*Your objective*. Which lines of the records contain the word "delete"? Show each of them.

*Dataset records*.
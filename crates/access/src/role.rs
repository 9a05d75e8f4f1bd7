//! Roles and their permission statements.

use std::fmt;
use std::str::FromStr;

use serde::{Deserialize, Serialize};
use tabula_core::format::capitalize;

#[derive(Debug, Clone, Copy, PartialEq, Eq, Hash, Serialize, Deserialize)]
pub enum Role {
    #[serde(rename = "user")]
    User,
    #[serde(rename = "admin")]
    Admin,
    #[serde(rename = "customRoleExample")]
    CustomRoleExample,
}

/// Roles treated as administrators. Holding every permission does not make a role an admin.
pub const ADMIN_ROLES: &[Role] = &[Role::Admin];

/// One resource with the actions a role may perform on it.
#[derive(Debug, Clone, Copy, PartialEq, Eq, Serialize)]
pub struct Statement {
    pub resource: &'static str,
    pub actions: &'static [&'static str],
}

/// Every statement known to the access layer.
pub const STATEMENTS: &[Statement] = &[
    Statement {
        resource: "user",
        actions: &["create", "list", "set-role", "ban", "impersonate", "delete", "set-password"],
    },
    Statement { resource: "session", actions: &["list", "revoke", "delete"] },
    Statement { resource: "project", actions: &["create", "read", "update", "delete"] },
];

#[derive(Debug, Clone, Copy, PartialEq, Eq, Serialize)]
pub struct RoleMeta {
    pub display_name: Option<&'static str>,
    pub icon: &'static str,
    pub description: &'static str,
}

impl Role {
    pub const ALL: [Role; 3] = [Role::User, Role::Admin, Role::CustomRoleExample];

    #[inline]
    pub const fn code(&self) -> &'static str {
        use Role::*;
        match self {
            User => "user",
            Admin => "admin",
            CustomRoleExample => "customRoleExample",
        }
    }

    pub fn from_code(code: &str) -> Option<Self> { Self::ALL.into_iter().find(|r| r.code() == code) }

    pub const fn meta(&self) -> RoleMeta {
        use Role::*;
        match self {
            User => RoleMeta {
                display_name: None,
                icon: "user-round",
                description: "Standard user with basic access and permissions.",
            },
            Admin => RoleMeta {
                display_name: None,
                icon: "user-round-check",
                description: "Administrator with full access and management capabilities.",
            },
            CustomRoleExample => RoleMeta {
                display_name: Some("Custom Role Example"),
                icon: "flask-conical",
                description: "A sample custom role for demonstration or testing purposes.",
            },
        }
    }

    /// Display name from metadata, else the capitalized code.
    pub fn display_name(&self) -> String {
        self.meta().display_name.map(str::to_string).unwrap_or_else(|| capitalize(self.code()))
    }

    pub fn statements(&self) -> &'static [Statement] {
        use Role::*;
        match self {
            User => &[Statement { resource: "project", actions: &["create"] }],
            Admin => STATEMENTS,
            CustomRoleExample => &[Statement { resource: "project", actions: &["create", "read"] }],
        }
    }

    pub fn has_permission(&self, resource: &str, action: &str) -> bool {
        self.statements().iter().any(|s| s.resource == resource && s.actions.contains(&action))
    }

    #[inline]
    pub fn is_admin(&self) -> bool { ADMIN_ROLES.contains(self) }
}

/// All roles that are not admin roles, in declaration order.
pub fn user_roles() -> Vec<Role> { Role::ALL.into_iter().filter(|r| !r.is_admin()).collect() }

impl fmt::Display for Role {
    fn fmt(&self, f: &mut fmt::Formatter<'_>) -> fmt::Result { f.write_str(self.code()) }
}

impl FromStr for Role {
    type Err = crate::AccessError;
    fn from_str(s: &str) -> Result<Self, Self::Err> {
        Self::from_code(s).ok_or_else(|| crate::AccessError::UnknownRole(s.to_string()))
    }
}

*Solution for this exercise*.
        actions: &["create", "list", "set-role", "ban", "impersonate", "delete", "set-password"],
    Statement { resource: "session", actions: &["list", "revoke", "delete"] },
    Statement { resource: "project", actions: &["create", "read", "update", "delete"] },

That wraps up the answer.